How to Identify an Overvalued Market?

All stock market investors know that markets go through periods of euphoria and panic. During periods of euphoria, investors keep on buying shares in the hope of a higher payoff. In technical terms, this is the situation wherein the entire market becomes overvalued. The opposite of this also happens when fear grips the market, everybody starts selling all their shares and the market becomes undervalued.

The problem is that overvalued and undervalued markets are normally seen in hindsight. Most investors believe that the market that they are in at the present moment is fairly valued. If the market is overvalued, experts often come up with theories that suggest why this time it is different and why overvalued markets are going to be the new norm. Hence, if an investor is genuinely able to ascertain whether or not a particular market is overvalued, they have a definite edge over the others in the marketplace.

In this article, we will have a closer look at some of the factors that help investors identify overvalued markets.

How to Identify an Overvalued Market?

An overvalued market can be identified by making comparisons with the right frame of reference.

  • One of the best ways of identifying an overvalued market is by looking at the price to earnings ratio of the market as a whole. This ratio is calculated the same way as it is calculated for one individual stock. In fact, this number is easily available in the marketplace as several analysts do use to evaluate the economy.

    A weighted average of the price earnings ratio of the companies that make up the index is used to calculate the price-earnings index of the entire market.

    Generally, the price-earnings index stays around the mean. This means that if you calculate the price earnings ratio based on historical data, the average is the normal Price Earnings ratio.

    Hence, if the present P/E is much greater than the historical average, then the market is overvalued. This is exactly what happened in the case of the Great Depression, the dot com bubble as well as the Great Recession of 2008.

  • The second and probably the most powerful indicator of identifying an overvalued market is by using the total market capitalization to GDP ratio. Under normal circumstances, the market capitalization is almost equal to the GDP.

    If this ratio falls below 0.7 or so, it could mean that the market is undervalued and could provide a buying opportunity.

    On the other hand, if this ratio crosses above 1.25, the market is said to be overvalued.

    The problem is that the numbers required to calculate this ratio are not available to the general public. However, there is a workaround. Neutral organizations like the World Bank keep on publishing this data every quarter. This number does not really change too much every day. Hence, a quarterly frequency is good enough.

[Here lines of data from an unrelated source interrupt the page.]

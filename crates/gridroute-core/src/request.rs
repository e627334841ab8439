//! Workload request record.

use serde::Serialize;

use crate::error::{RoutingError, RoutingResult};

/// A unit of work to place on an accelerator.
///
/// `duration` is carried through untouched; whoever releases the
/// reservation decides what unit it is measured in.
#[derive(Debug, Clone, Copy, PartialEq, Eq, Serialize)]
pub struct Request {
    id: u64,
    cost: u32,
    duration: u32,
}

impl Request {
    /// Build a request. Cost and duration must both be positive.
    pub fn new(id: u64, cost: u32, duration: u32) -> RoutingResult<Self> {
        if cost == 0 || duration == 0 {
            return Err(RoutingError::InvalidRequest { cost, duration });
        }
        Ok(Self { id, cost, duration })
    }

    pub fn id(&self) -> u64 {
        self.id
    }

    pub fn cost(&self) -> u32 {
        self.cost
    }

    pub fn duration(&self) -> u32 {
        self.duration
    }
}

#[cfg(test)]
mod tests {
    use super::*;

    #[test]
    fn valid_request_exposes_fields() {
        let req = Request::new(1, 10, 1).unwrap();
        assert_eq!(req.id(), 1);
        assert_eq!(req.cost(), 10);
        assert_eq!(req.duration(), 1);
    }

    #[test]
    fn zero_cost_or_duration_is_rejected() {
        assert_eq!(
            Request::new(1, 0, 5),
            Err(RoutingError::InvalidRequest { cost: 0, duration: 5 })
        );
        assert_eq!(
            Request::new(1, 5, 0),
            Err(RoutingError::InvalidRequest { cost: 5, duration: 0 })
        );
    }
}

Interpreting Undervaluation and Overvaluation

  • It needs to be understood that there is no uniform way to interpret the valuation differences in markets. For instance, it is possible for an entire market to be overvalued while at the same time one particular sector or a few stocks may be undervalued. Hence, one needs to be careful about the inferences that are made based on this data.
  • Also, if the market is overvalued does not mean that it will go down immediately. Hence, one should be careful not to go short on a market just because some ratios suggest that it is overvalued. It is a known fact that overvalued markets do return to the mean over the long term. However, in the short term, it is very much likely that the valuation may increase even further. There is a famous saying that the markets can remain irrational longer than you can remain solvent. It is best to make your bets with the money you do have. Also, it is important to avoid imposing any time frame on your actions.
  • Lastly, there are some markets which will appear to be chronically undervalued based on the above parameters. However, their valuation may be lower because of certain other factors. For instance, some countries constantly face political and military uncertainty. This is the reason why investors are not confident about making investments in such countries. When you look at the GDP to market cap ratio of such countries, they may appear to be chronically undervalued. However, it is likely that this situation will remain the same over the next few years. This is because the undervaluation is the result of political turmoil which is obviously not being covered by the metric.

To sum it up, the two metrics mentioned above do provide a mechanism to identify overvalued and undervalued markets. However, it needs to be understood that the recommendations cannot really be blindly followed. This is because there may be other factors involved too. Hence a thorough understanding of such factors is necessary before making any investment decisions.